Plaintiff's "Strong and Stubborn" Evidence Undermines Traumatic Brain Injury Claim
Reasons for judgement were released this week by the BC Supreme Court, Kelowna Registry, addressing Plaintiff reliability in the context of an alleged traumatic brain injury claim.
In this week’s case (Harris v. Xu) the Plaintiff sustained various injured in a 2008 collision. The Defendant admitted fault but disputed the nature and severity of the Plaintiff’s claimed injuries. One of the injuries the Plaintiff allegedly sustained was a closed head injury. Madam Justice Adair rejected this aspect of the Plaintiff’s claim noting some difficulties with the Plaintiff’s evidence regarding her injuries. In dismissing the brain injury claim the Court provided the following reasons:
 I do not doubt Ms. Harris’s honesty. However, in giving her evidence, Ms. Harris demonstrated a strong and stubborn tendency to attribute almost every problem and every difficulty in her life to the accident. In my view, this dictated caution before accepting Ms. Harris’s version of events, because her version is coloured by Ms. Harris’s firm belief that the accident – and the accident alone – is responsible for her current circumstances. I have concluded that Ms. Harris is deeply frustrated by those circumstances and, in her own mind, is trying to impose some logic on past events. This approach to her life is consistent with how her long-time friend Ms. Baird described Ms. Harris’s personality. But what I needed from Ms. Harris were the facts, not Ms. Harris’s reconstruction of, and her conclusions about, what she believes happened, based on what, in hindsight, she now thinks makes sense.
 The question of whether Ms. Harris suffered a closed head injury in the accident illustrates the problem. At trial, Ms. Harris insisted that she was “knocked out cold.” She gave this evidence, using those words, several times. She communicated this to Dr. McCloskey when she saw him for the first time on April 17, 2008. She later reported to Dr. McCloskey that she had been unconscious for minutes. This was then further particularized as five minutes. She gave a similar history to Dr. Coghlan, and it is the basis for his opinion concerning a closed head injury.
 However, there is no independent evidence to corroborate what Ms. Harris firmly believes. If Ms. Harris was in fact “knocked out cold,” I do not know how Ms. Harris could possibly know that it was for five minutes. Her memory (based on what she told Dr. McCloskey) seems to become more exaggerated with the passage of time.
 At trial, Ms. Harris very strongly and firmly rejected what appeared in the Royal Columbian Hospital emergency clinical record, that she had reported no loss of consciousness. However, in my view, her detailed evidence concerning events at the accident scene and of her activities after leaving the hospital (collecting luggage, renting a car, and so on) on the day of the accident, are inconsistent with her having sustained any significant head injury or concussion in the accident. Ms. Harris’s activities are consistent with her accepting what she says she was told at the hospital – that she was “good to go” – and (apart from her painful ribs) agreeing with it. Ms. Harris did not tell Dr. McCloskey about what she did after the accident, or that she drove with her mother back to Kelowna the following day. As a result, he did not have all of the facts when he made his assessment concerning this particular injury. Dr. Coghlan’s opinion concerning a closed head injury is based on Ms. Harris’s history of “significant post-traumatic amnesia,” but he did not have all of the facts either. I cannot place much weight on either opinion on this point. There might be an explanation for why Ms. Harris was able to carry on the way she did after the accident and the following day, despite sustaining a closed head injury or concussion. But, because neither Dr. McCloskey nor Dr. Coghlan had all the facts, neither of them was in a position to provide one to me…
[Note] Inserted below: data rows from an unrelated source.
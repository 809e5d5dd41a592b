use super::store::*;
use crate::constants;
use crate::model::{
    material::{Material, Upload},
    message::DirectMessage,
    module::{Module, NewModule},
    notification::{NewNotification, Notification},
    post::{Post, PostKind},
    subscription::{SubscribableKind, Subscription, SubscriptionTarget},
    ticket::{QueryTicket, TicketRecord, TicketResponse, TicketStatus},
    traits::Model,
    user::User,
};
use crate::types::error::{Error, Result};
use async_trait::async_trait;
use deadpool_postgres::{Client, Manager, ManagerConfig, Pool, RecyclingMethod};
use futures::StreamExt;
use std::collections::HashMap;
use std::path::Path;
use std::str::FromStr;

pub fn config_pg_pool(database_url: &str) -> Result<Pool> {
    let cfg = tokio_postgres::Config::from_str(database_url)?;
    let mgr_config = ManagerConfig {
        recycling_method: RecyclingMethod::Fast,
    };
    let mgr = Manager::from_config(cfg, tokio_postgres::NoTls, mgr_config);
    Ok(Pool::new(mgr, constants::POSTGRES_POOL_SIZE))
}

/// Runs every `.sql` file under `sql_dir`. A failing file is logged and skipped.
pub async fn init_tables(pool: &Pool, sql_dir: &str) -> Result<()> {
    let conn = pool.get().await?;
    let mut entries = async_walkdir::WalkDir::new(Path::new(sql_dir));
    while let Some(entry) = entries.next().await {
        let entry = entry.map_err(|e| Error::system_error(e.to_string().as_str()))?;
        let path = entry.path();
        let is_sql = path.extension().map_or(false, |ext| ext == "sql");
        if !is_sql || entry.metadata().await.map_or(true, |m| m.is_dir()) {
            continue;
        }
        let sql = crate::utils::file::async_get_content(path.as_path()).await?;
        match conn.batch_execute(sql.as_str()).await {
            Ok(()) => tracing::info!("applied {}", path.display()),
            Err(e) => tracing::error!("{}: {}", path.display(), e),
        }
    }
    Ok(())
}

pub struct PgStore {
    pool: Pool,
}

impl PgStore {
    pub fn new(pool: Pool) -> Self {
        Self { pool }
    }

    async fn conn(&self) -> Result<Client> {
        Ok(self.pool.get().await?)
    }

    async fn get_object<T: Model>(&self, id: i64) -> Result<Option<T>> {
        let sql = format!(
            "SELECT * FROM \"{}\" WHERE {} = $1",
            T::table_name(),
            T::id_column()
        );
        let conn = self.conn().await?;
        Ok(conn.query_opt(sql.as_str(), &[&id]).await?.map(T::from))
    }

    async fn count_where(&self, sql: &str, params: &[&(dyn tokio_postgres::types::ToSql + Sync)]) -> Result<i64> {
        let conn = self.conn().await?;
        Ok(conn.query_one(sql, params).await?.try_get("count")?)
    }

    /// Attaches responses, oldest first, to each ticket row.
    async fn records(&self, conn: &Client, tickets: Vec<QueryTicket>) -> Result<Vec<TicketRecord>> {
        if tickets.is_empty() {
            return Ok(vec![]);
        }
        let ids: Vec<i64> = tickets.iter().map(|t| t.ticket_id).collect();
        let sql = format!(
            "SELECT * FROM \"{}\" WHERE query_id = ANY($1) ORDER BY time_created, response_id",
            constants::RESPONSE_TABLE_NAME
        );
        let mut by_ticket: HashMap<i64, Vec<TicketResponse>> = HashMap::new();
        for row in conn.query(sql.as_str(), &[&ids]).await? {
            let r = TicketResponse::from(row);
            by_ticket.entry(r.query_id).or_default().push(r);
        }
        Ok(tickets
            .into_iter()
            .map(|t| {
                let responses = by_ticket.remove(&t.ticket_id).unwrap_or_default();
                TicketRecord::new(t, responses)
            })
            .collect())
    }

    async fn load_record(&self, conn: &Client, ticket_id: i64) -> Result<Option<TicketRecord>> {
        let sql = format!(
            "SELECT * FROM \"{}\" WHERE ticket_id = $1",
            constants::TICKET_TABLE_NAME
        );
        let ticket = match conn.query_opt(sql.as_str(), &[&ticket_id]).await? {
            Some(row) => QueryTicket::from(row),
            None => return Ok(None),
        };
        Ok(self.records(conn, vec![ticket]).await?.pop())
    }
}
 I am not persuaded that Ms. Harris suffered a mild closed head injury in the accident. In my view, the evidence in this respect is too equivocal for me to reach a conclusion that Ms. Harris has proved, on a balance of probabilities, she suffered such an injury in the accident. Even if she did, I accept Dr. Coghlan’s opinion that whatever happened will not result in any long-term problems.